Metering is ON
skokie

Wednesday, May 16, 2012

High salary costs may nip Evanston school-merger idea

Story Image

storyidforme: 24266375
tmspicid: 8933891
fileheaderid: 4049183

Related Documents

 

Updated: February 20, 2012 8:40AM



State legislators want to encourage consolidation among the state’s 800-plus school districts, but not necessarily the kind of high-cost merger that citizens recently have suggested for Evanston’s two school districts.

The District 65 and District 202 school boards are scheduled to discuss aspects of school consolidation Tuesday during their once-a-year joint board meeting. The boards have invited legislative lobbyist Erika Lindley, executive director of Ed-RED, to provide an update on Illinois school reform and the work of the Illinois School Consolidation and Realignment Commission. The commission was created by the Illinois General Assembly in 2011 and is scheduled to present its findings no later than January 2013.

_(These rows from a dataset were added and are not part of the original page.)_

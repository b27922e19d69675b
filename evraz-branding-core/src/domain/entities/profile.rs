//! Network dependent configuration bundles
//!
//! One immutable bundle per [`NetworkClassification`]. Resolvers pick a
//! bundle once and read every field from it.

use crate::domain::entities::network::NetworkClassification;
use crate::shared::constants::*;
use crate::shared::types::{AssetNamespace, AssetSymbol};

#[derive(Debug)]
pub struct ConfigBundle {
    pub units: &'static [AssetSymbol],
    /// `(base, quote)`
    pub default_market: (AssetSymbol, AssetSymbol),
    pub market_bases: &'static [AssetSymbol],
    /// Quote tokens grouped by issuer; flattened in group order
    pub market_quote_groups: &'static [&'static [AssetSymbol]],
    /// `(base, quote)` pairs for the landing page
    pub featured_markets: &'static [(AssetSymbol, AssetSymbol)],
    pub asset_namespaces: &'static [AssetNamespace],
    pub configuration_asset: AssetSymbol,
}

const MAINNET_QUOTE_GROUPS: &[&[AssetSymbol]] = &[
    NATIVE_TOKENS,
    GDEX_TOKENS,
    OPENLEDGER_TOKENS,
    RUDEX_TOKENS,
    XBTSX_TOKENS,
];

const TESTNET_QUOTE_GROUPS: &[&[AssetSymbol]] = &[TESTNET_MARKET_QUOTES];

pub static MAINNET_BUNDLE: ConfigBundle = ConfigBundle {
    units: MAINNET_UNITS,
    default_market: MAINNET_DEFAULT_MARKET,
    market_bases: MAINNET_MARKET_BASES,
    market_quote_groups: MAINNET_QUOTE_GROUPS,
    featured_markets: MAINNET_FEATURED_MARKETS,
    asset_namespaces: MAINNET_ASSET_NAMESPACES,
    // Deployed wallets read "TEST" on mainnet and "NOTIFICATIONS" on
    // testnet, the opposite pairing of every other field. Unconfirmed.
    configuration_asset: MAINNET_CONFIGURATION_ASSET,
};

pub static TESTNET_BUNDLE: ConfigBundle = ConfigBundle {
    units: TESTNET_UNITS,
    default_market: TESTNET_DEFAULT_MARKET,
    market_bases: TESTNET_MARKET_BASES,
    market_quote_groups: TESTNET_QUOTE_GROUPS,
    featured_markets: TESTNET_FEATURED_MARKETS,
    asset_namespaces: TESTNET_ASSET_NAMESPACES,
    configuration_asset: TESTNET_CONFIGURATION_ASSET,
};

impl ConfigBundle {
    pub fn for_classification(classification: NetworkClassification) -> &'static ConfigBundle {
        match classification {
            NetworkClassification::Primary => &MAINNET_BUNDLE,
            NetworkClassification::Alternate => &TESTNET_BUNDLE,
        }
    }
}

According to an early report, the short-term costs of merging the state’s elementary and high school districts into K-12 systems, the norm in most other states, would run in the billions of dollars. The cost would be paid by state taxpayers in the form of consolidation incentives.

To encourage school consolidations, the state provides money to pay teachers on the highest pay schedule for a period of four years, a carrot pegged at $3.1 billion.

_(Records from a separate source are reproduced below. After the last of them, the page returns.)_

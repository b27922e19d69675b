//! Constants for the branding core
//!
//! Literal branding and market data for the Evraz wallet. Nothing here
//! carries behavior; the network profiles in `domain::entities::profile`
//! assemble these tables into bundles.

// Chain identifiers
pub const MAINNET_CHAIN_ID: &str =
    "4018d7844c78f6a6c41c6a552b898022310fc5dec06da467ee7905a8dad512c8";
// Only kept for the record and as the unconfigured default: every chain
// other than mainnet is treated as testnet.
pub const TESTNET_CHAIN_ID: &str =
    "39f5e2ede1f8bc1a3a54a7914414e3779e33193f1f5693510e73cb7a87617447";
pub const CHAIN_ID_HEX_LENGTH: usize = 64;

// Branding
pub const WALLET_NAME: &str = "Evraz";
pub const WALLET_URL: &str = "https://evrazdex.org";
pub const LOGO_ASSET: &str = "assets/evraz_big.png";
pub const SMALL_LOGO_ASSET: &str = "assets/evraz_small.png";
pub const HIVE_NEWS_TAG: &str = "bitshares";

// Faucets
pub const FAUCET_URL: &str = "https://faucet-evrazdex.org";
pub const FAUCET_REFERRER: &str = "evraz";
pub const TEST_FAUCET_URL: &str = "https://faucet.testnet.bitshares.eu";

// Units
pub const MAINNET_UNITS: &[&str] = &["EVRAZ", "BTS", "USD", "CNY", "BTC", "EUR", "GBP", "RUBLE"];
pub const TESTNET_UNITS: &[&str] = &["TEST"];

// Default markets as (base, quote); route ids EVRAZ_BTS and USD_TEST
pub const MAINNET_DEFAULT_MARKET: (&str, &str) = ("BTS", "EVRAZ");
pub const TESTNET_DEFAULT_MARKET: (&str, &str) = ("TEST", "USD");
pub const MARKET_ID_SEPARATOR: char = '_';

// "My Markets" bases
pub const MAINNET_MARKET_BASES: &[&str] = &[
    "EVRAZ",
    "BTS",
    "EUR",
    "RUBLE",
    "GBP",
    "CNY",
    "JPY",
    "XBTSX.BTC",
    "USDIGI",
    "EUROLUX",
    "ALTIN",
    "ALTIN.TRY",
    "ALTIN.RUB",
    "LEPTA",
];
pub const TESTNET_MARKET_BASES: &[&str] = &["TEST"];

// "My Markets" quotes, grouped by issuer
pub const NATIVE_TOKENS: &[&str] = &[
    "EVRAZ",
    "BTC",
    "BTC1.0",
    "BTS",
    "CNY",
    "CNY1.0",
    "EUR",
    "EUR1.0",
    "GOLD",
    "GOLD1.0",
    "RUBLE",
    "RUB1.0",
    "SILVER",
    "SILVER1.0",
    "USD",
    "USD1.0",
    "USDIGI",
    "GBP",
    "JPY",
    "EUROLUX",
    "ALTIN",
    "ALTIN.TRY",
    "ALTIN.RUB",
];
pub const GDEX_TOKENS: &[&str] = &[];
pub const OPENLEDGER_TOKENS: &[&str] = &[];
pub const RUDEX_TOKENS: &[&str] = &[];
pub const XBTSX_TOKENS: &[&str] = &["XBTSX.BTC", "XBTSX.USDT", "XBTSX.HIVE", "XBTSX.EOS"];
pub const TESTNET_MARKET_QUOTES: &[&str] = &["TEST"];

// Featured markets as (base, quote). Duplicates are part of the deployed list.
pub const MAINNET_FEATURED_MARKETS: &[(&str, &str)] = &[
    ("EVRAZ", "BTS"),
    ("EVRAZ", "RUBLE"),
    ("EVRAZ", "EUR"),
    ("EVRAZ", "CNY"),
    ("EVRAZ", "RUDEX.BTC"),
    ("EVRAZ", "XBTSX.BTC"),
    ("EVRAZ", "CRUDE.NGN"),
    ("USD", "BTS"),
    ("USD", "GOLD"),
    ("USD", "URTHR"),
    ("USD", "SKULD"),
    ("USD", "VERTHANDI"),
    ("CNY", "BTS"),
    ("CNY", "USD"),
    ("CNY", "URTHR"),
    ("CNY", "SKULD"),
    ("CNY", "VERTHANDI"),
    ("BTS", "RUBLE"),
    ("BTS", "SILVER"),
    ("BTS", "GOLD"),
    ("BTS", "XBTSX.BTC"),
    ("BTS", "XBTSX.USDT"),
    ("EVRAZ", "BTS"),
    ("EVRAZ", "RUBLE"),
    ("EVRAZ", "EUR"),
    ("EVRAZ", "CNY"),
    ("EVRAZ", "RUDEX.BTC"),
    ("EVRAZ", "XBTSX.BTC"),
    ("BTS", "URTHR"),
    ("BTS", "SKULD"),
    ("BTS", "VERTHANDI"),
];
pub const TESTNET_FEATURED_MARKETS: &[(&str, &str)] = &[("USD", "TEST")];

// Asset namespaces
pub const MAINNET_ASSET_NAMESPACES: &[&str] = &["XBTSX.", "GDEX.", "IOB.", "PIRATE."];
pub const TESTNET_ASSET_NAMESPACES: &[&str] = &[];
pub const ASSET_HIDE_NAMESPACES: &[&str] = &[];

// Gateways offered in the deposit/withdraw dialog. OPEN, RUDEX, CITADEL,
// BRIDGE and SPARKDEX stay listed so the UI can show their warning icon.
pub const ALLOWED_GATEWAYS: &[&str] = &[
    "TRADE",
    "OPEN",
    "RUDEX",
    "GDEX",
    "PIRATE",
    "XBTSX",
    "IOB",
    "CITADEL",
    "BRIDGE",
    "SPARKDEX",
];

// Decentralized UI configuration asset
pub const MAINNET_CONFIGURATION_ASSET: &str = "TEST";
pub const TESTNET_CONFIGURATION_ASSET: &str = "NOTIFICATIONS";
pub const CONFIGURATION_ASSET_EXPLANATION: &str =
    "This asset is used for decentralized configuration of the BitShares UI placed under bitshares.org.";

// Environment keys
pub const ENV_CHAIN_ID: &str = "BRANDING_CHAIN_ID";
pub const ENV_LOG_LEVEL: &str = "BRANDING_LOG_LEVEL";
pub const DEFAULT_LOG_LEVEL: &str = "info";
pub const LOG_LEVELS: &[&str] = &["off", "error", "warn", "info", "debug", "trace"];
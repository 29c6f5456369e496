//! Advisory lock on the data directory.
//!
//! Held while the persisted catalog is rewritten so two `build`/`update`
//! runs cannot interleave their saves. Readers do not take it: the catalog
//! file is replaced by rename, so a reader sees either the old or the new file.

use std::fs::{File, OpenOptions};
use std::io;
use std::path::Path;

#[cfg(unix)]
use std::os::unix::io::AsRawFd;

/// Lock file name placed in the base directory
const LOCK_FILE_NAME: &str = "catalog.lock";

/// A held file lock that releases on drop
pub struct FileLock {
    #[allow(dead_code)]
    file: File,
}

impl FileLock {
    /// Attempt to acquire an exclusive lock on the data directory.
    /// Returns `Ok(FileLock)` if acquired, or an error if locked by another process.
    pub fn try_acquire(base_path: &Path) -> io::Result<Self> {
        let file = Self::open(base_path)?;
        Self::try_lock_exclusive(&file)?;
        Ok(FileLock { file })
    }

    fn open(base_path: &Path) -> io::Result<File> {
        OpenOptions::new()
            .write(true)
            .create(true)
            .truncate(false)
            .open(base_path.join(LOCK_FILE_NAME))
    }

    #[cfg(unix)]
    fn try_lock_exclusive(file: &File) -> io::Result<()> {
        let fd = file.as_raw_fd();
        let result = unsafe { libc::flock(fd, libc::LOCK_EX | libc::LOCK_NB) };
        if result != 0 {
            let err = io::Error::last_os_error();
            if err.kind() == io::ErrorKind::WouldBlock
                || err.raw_os_error() == Some(libc::EWOULDBLOCK)
                || err.raw_os_error() == Some(libc::EAGAIN)
            {
                return Err(io::Error::new(
                    io::ErrorKind::WouldBlock,
                    "Catalog is being rebuilt by another process",
                ));
            }
            return Err(err);
        }
        Ok(())
    }

    #[cfg(not(unix))]
    fn try_lock_exclusive(_file: &File) -> io::Result<()> {
        Ok(())
    }
}

#[cfg(unix)]
impl Drop for FileLock {
    fn drop(&mut self) {
        let fd = self.file.as_raw_fd();
        unsafe { libc::flock(fd, libc::LOCK_UN) };
    }
}
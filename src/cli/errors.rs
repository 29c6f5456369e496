use thiserror::Error;

/// Errors raised while turning user input into a command
#[derive(Error, Debug)]
pub enum CliError {
    #[error("{field}: {message}")]
    Validation { field: String, message: String },
}

impl CliError {
    /// Create a validation error
    pub fn validation(field: impl Into<String>, message: impl Into<String>) -> Self {
        Self::Validation {
            field: field.into(),
            message: message.into(),
        }
    }
}

/// Result type for CLI operations
pub type CliResult<T> = Result<T, CliError>;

The state provides another $4,000 for each certified teacher and school administrator for one to three years, projected to run in the hundreds of millions of dollars. The state also makes up any difference in school deficits to put the districts on an even financial footing going into the marriage.

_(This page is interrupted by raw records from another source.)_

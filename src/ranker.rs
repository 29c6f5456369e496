//! Exact top-K ranking by cosine similarity.
//!
//! Every eligible catalog entry is scored (full linear scan) and the K best
//! are returned in descending score order. Equal scores keep catalog order:
//! the comparison key is `(-score, position)`, so results are reproducible
//! for a fixed catalog snapshot and query vector. Scores stay `f64` from
//! accumulation through sorting; equality is exact, with no tolerance.

use std::cmp::Ordering;

use rayon::prelude::*;
use serde::Serialize;

use crate::catalog::{squared_norm, Catalog};

/// Catalogs at least this large are scored on the rayon pool.
const PARALLEL_THRESHOLD: usize = 4096;

/// One ranked hit.
#[derive(Debug, Clone, Copy, PartialEq, Serialize)]
pub struct QueryResult {
    /// Position of the item in the catalog snapshot
    pub position: usize,
    /// Cosine similarity in [-1.0, 1.0]
    pub score: f64,
}

/// Errors that stop a query from being scored.
#[derive(Debug, thiserror::Error)]
pub enum RankError {
    #[error("Dimension mismatch: catalog has {expected}, query has {got}")]
    DimensionMismatch { expected: usize, got: usize },

    #[error("Unknown namespace filter: {0}")]
    InvalidFilter(String),

    #[error("Query embedding contains non-finite values")]
    NonFiniteQuery,
}

/// Cosine similarity of two equal-length vectors.
///
/// An all-zero vector has similarity 0 with everything.
pub fn cosine_similarity(a: &[f32], b: &[f32]) -> f64 {
    cosine_with_norms(a, squared_norm(a), b, squared_norm(b))
}

/// Takes squared norms so that `sqrt(n * n) == n` makes a vector's
/// similarity with itself exactly 1.0.
fn cosine_with_norms(query: &[f32], query_norm_sq: f64, target: &[f32], target_norm_sq: f64) -> f64 {
    if query_norm_sq == 0.0 || target_norm_sq == 0.0 {
        return 0.0;
    }

    let dot: f64 = query
        .iter()
        .zip(target.iter())
        .map(|(&a, &b)| f64::from(a) * f64::from(b))
        .sum();

    (dot / (query_norm_sq * target_norm_sq).sqrt()).clamp(-1.0, 1.0)
}

/// Rank `catalog` against `query`.
///
/// # Arguments
/// * `catalog` - Snapshot to score; never mutated
/// * `query` - Query embedding, same length as the catalog embeddings
/// * `namespace` - Optional namespace tag; must be in the catalog's table
/// * `k` - Maximum number of results; 0 yields an empty result
///
/// # Returns
/// At most `min(k, eligible)` results, best first.
pub fn top_k(
    catalog: &Catalog,
    query: &[f32],
    namespace: Option<&str>,
    k: usize,
) -> Result<Vec<QueryResult>, RankError> {
    if let Some(tag) = namespace {
        if !catalog.namespaces().contains_tag(tag) {
            return Err(RankError::InvalidFilter(tag.to_string()));
        }
    }

    if let Some(expected) = catalog.dimensions() {
        if query.len() != expected {
            return Err(RankError::DimensionMismatch {
                expected,
                got: query.len(),
            });
        }
    }

    if query.iter().any(|x| !x.is_finite()) {
        return Err(RankError::NonFiniteQuery);
    }

    if k == 0 || catalog.is_empty() {
        return Ok(Vec::new());
    }

    let eligible: Vec<usize> = match namespace {
        Some(tag) => catalog.by_namespace(tag),
        None => (0..catalog.len()).collect(),
    };

    let mut results = score_positions(catalog, query, &eligible);

    if k < results.len() {
        // keys are unique (position breaks every tie), so the partition is deterministic
        results.select_nth_unstable_by(k - 1, rank_order);
        results.truncate(k);
    }
    results.sort_by(rank_order);

    log::debug!(
        "Ranked {} of {} items (k={}, namespace={:?})",
        eligible.len(),
        catalog.len(),
        k,
        namespace
    );

    Ok(results)
}

fn score_positions(catalog: &Catalog, query: &[f32], positions: &[usize]) -> Vec<QueryResult> {
    let query_norm_sq = squared_norm(query);

    let score = |&position: &usize| -> Option<QueryResult> {
        let item = catalog.get(position)?;
        let norm_sq = catalog.norm_sq(position)?;
        Some(QueryResult {
            position,
            score: cosine_with_norms(query, query_norm_sq, &item.embedding, norm_sq),
        })
    };

    if positions.len() >= PARALLEL_THRESHOLD {
        positions.par_iter().filter_map(score).collect()
    } else {
        positions.iter().filter_map(score).collect()
    }
}

/// Descending score, then ascending position. Scores are always finite.
fn rank_order(a: &QueryResult, b: &QueryResult) -> Ordering {
    b.score
        .partial_cmp(&a.score)
        .unwrap_or(Ordering::Equal)
        .then_with(|| a.position.cmp(&b.position))
}

#[cfg(test)]
mod tests {
    use super::*;
    use crate::catalog::{CatalogItem, NamespaceEntry, NamespaceTable};

    fn table() -> NamespaceTable {
        NamespaceTable::new(
            ["S223", "WATR", "UNIT", "QK"]
                .iter()
                .map(|tag| NamespaceEntry {
                    tag: tag.to_string(),
                    prefix: format!("urn:{}#", tag.to_lowercase()),
                    description: String::new(),
                })
                .collect(),
        )
    }

    fn catalog(entries: &[(&str, &str, Vec<f32>)]) -> Catalog {
        let items = entries
            .iter()
            .map(|(id, ns, embedding)| CatalogItem {
                identifier: id.to_string(),
                short_name: id.to_string(),
                label: String::new(),
                description: String::new(),
                namespace: ns.to_string(),
                embedding: embedding.clone(),
            })
            .collect();
        Catalog::new(items, table()).unwrap()
    }

    fn abc() -> Catalog {
        catalog(&[
            ("A", "S223", vec![1.0, 0.0]),
            ("B", "WATR", vec![0.0, 1.0]),
            ("C", "S223", vec![0.7071, 0.7071]),
        ])
    }

    #[test]
    fn test_cosine_basic() {
        assert_eq!(cosine_similarity(&[1.0, 0.0], &[1.0, 0.0]), 1.0);
        assert_eq!(cosine_similarity(&[1.0, 0.0], &[0.0, 1.0]), 0.0);
        assert_eq!(cosine_similarity(&[1.0, 0.0], &[-2.0, 0.0]), -1.0);
    }

    #[test]
    fn test_cosine_zero_vector_is_zero() {
        assert_eq!(cosine_similarity(&[0.0, 0.0], &[1.0, 0.0]), 0.0);
        assert_eq!(cosine_similarity(&[1.0, 0.0], &[0.0, 0.0]), 0.0);
        assert_eq!(cosine_similarity(&[0.0, 0.0], &[0.0, 0.0]), 0.0);
    }

    #[test]
    fn test_cosine_is_scale_invariant() {
        let a = cosine_similarity(&[1.0, 2.0, 3.0], &[3.0, 2.0, 1.0]);
        let b = cosine_similarity(&[10.0, 20.0, 30.0], &[0.3, 0.2, 0.1]);
        assert!((a - b).abs() < 1e-6);
    }

    #[test]
    fn test_top_k_concrete_scenario() {
        let results = top_k(&abc(), &[1.0, 0.0], None, 2).unwrap();

        assert_eq!(results.len(), 2);
        assert_eq!(results[0].position, 0);
        assert_eq!(results[0].score, 1.0);
        assert_eq!(results[1].position, 2);
        assert!((results[1].score - 0.7071).abs() < 1e-3);
    }

    #[test]
    fn test_top_k_empty_catalog() {
        let empty = Catalog::empty(table());
        assert!(top_k(&empty, &[1.0, 2.0, 3.0], None, 5).unwrap().is_empty());
    }

    #[test]
    fn test_top_k_zero_k() {
        assert!(top_k(&abc(), &[1.0, 0.0], None, 0).unwrap().is_empty());
    }

    #[test]
    fn test_top_k_k_larger_than_catalog() {
        let results = top_k(&abc(), &[1.0, 0.0], None, 50).unwrap();
        assert_eq!(results.len(), 3);
        assert_eq!(results[2].position, 1);
    }

    #[test]
    fn test_unknown_filter_is_error() {
        let result = top_k(&abc(), &[1.0, 0.0], Some("ZZZ"), 3);
        assert!(matches!(result, Err(RankError::InvalidFilter(tag)) if tag == "ZZZ"));
    }

    #[test]
    fn test_unknown_filter_on_empty_catalog_is_error() {
        let empty = Catalog::empty(table());
        assert!(matches!(
            top_k(&empty, &[1.0], Some("ZZZ"), 3),
            Err(RankError::InvalidFilter(_))
        ));
    }

    #[test]
    fn test_known_filter_with_no_members_is_empty() {
        let results = top_k(&abc(), &[1.0, 0.0], Some("QK"), 3).unwrap();
        assert!(results.is_empty());
    }

    #[test]
    fn test_filter_restricts_namespace() {
        let cat = abc();
        let results = top_k(&cat, &[0.0, 1.0], Some("S223"), 10).unwrap();

        assert_eq!(results.len(), 2);
        assert!(results
            .iter()
            .all(|r| cat.get(r.position).unwrap().namespace == "S223"));
        assert_eq!(results[0].position, 2);
    }

    #[test]
    fn test_dimension_mismatch() {
        let result = top_k(&abc(), &[1.0, 0.0, 0.0], None, 3);
        assert!(matches!(
            result,
            Err(RankError::DimensionMismatch { expected: 2, got: 3 })
        ));
    }

    #[test]
    fn test_non_finite_query() {
        let result = top_k(&abc(), &[f32::INFINITY, 0.0], None, 3);
        assert!(matches!(result, Err(RankError::NonFiniteQuery)));
    }

    #[test]
    fn test_zero_query_scores_zero_in_catalog_order() {
        let results = top_k(&abc(), &[0.0, 0.0], None, 3).unwrap();
        let positions: Vec<usize> = results.iter().map(|r| r.position).collect();
        assert_eq!(positions, vec![0, 1, 2]);
        assert!(results.iter().all(|r| r.score == 0.0));
    }

    #[test]
    fn test_ties_break_by_insertion_order() {
        let cat = catalog(&[
            ("far", "S223", vec![0.0, 1.0]),
            ("dup1", "S223", vec![1.0, 1.0]),
            ("dup2", "UNIT", vec![1.0, 1.0]),
            ("dup3", "S223", vec![2.0, 2.0]),
        ]);

        let results = top_k(&cat, &[1.0, 1.0], None, 4).unwrap();
        let positions: Vec<usize> = results.iter().map(|r| r.position).collect();
        assert_eq!(positions, vec![1, 2, 3, 0]);

        // same ordering when k cuts inside the tie group
        let results = top_k(&cat, &[1.0, 1.0], None, 2).unwrap();
        let positions: Vec<usize> = results.iter().map(|r| r.position).collect();
        assert_eq!(positions, vec![1, 2]);
    }

    #[test]
    fn test_near_duplicate_does_not_tie_with_exact_match() {
        // differs from the query by far less than f32 precision in cosine
        let cat = catalog(&[("near", "S223", vec![1.0, 1e-4]), ("exact", "S223", vec![1.0, 0.0])]);
        let results = top_k(&cat, &[1.0, 0.0], None, 2).unwrap();

        assert_eq!(results[0].position, 1);
        assert_eq!(results[0].score, 1.0);
        assert!(results[1].score < 1.0);
    }

    #[test]
    fn test_self_similarity_is_exactly_one() {
        let v = [0.3f32, -1.7, 2.25, 1e-3];
        assert_eq!(cosine_similarity(&v, &v), 1.0);
    }

    #[test]
    fn test_zero_catalog_vector_scores_zero() {
        let cat = catalog(&[("zero", "S223", vec![0.0, 0.0]), ("neg", "S223", vec![-1.0, 0.0])]);
        let results = top_k(&cat, &[1.0, 0.0], None, 2).unwrap();

        assert_eq!(results[0].position, 0);
        assert_eq!(results[0].score, 0.0);
        assert_eq!(results[1].score, -1.0);
    }
}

School consolidation hasn’t been a front-burner issue in Evanston since three citizen-led movements failed in the early 1990s. However, the prospect of consolidating District 65 and District 202 recently popped up on a list of 30 cost-saving possibilities offered up by the District 65 Citizens’ Ad Hoc Budget Task Force. The group asked the District 65 School Board to “consider the financial and educational feasibility of merging District 65 and District 202 to save duplicative costs while enhancing educational continuity.”

Past bids rebuffed

Three times in 1991, 1992 and 1995, groups of citizens (known in legal terms as the Committee of Ten) tried to bring school consolidation questions to the ballot to let voters decide the issue. Their efforts were struck down in large part because of the high cost of bumping elementary teachers up to the higher pay levels of high school teachers.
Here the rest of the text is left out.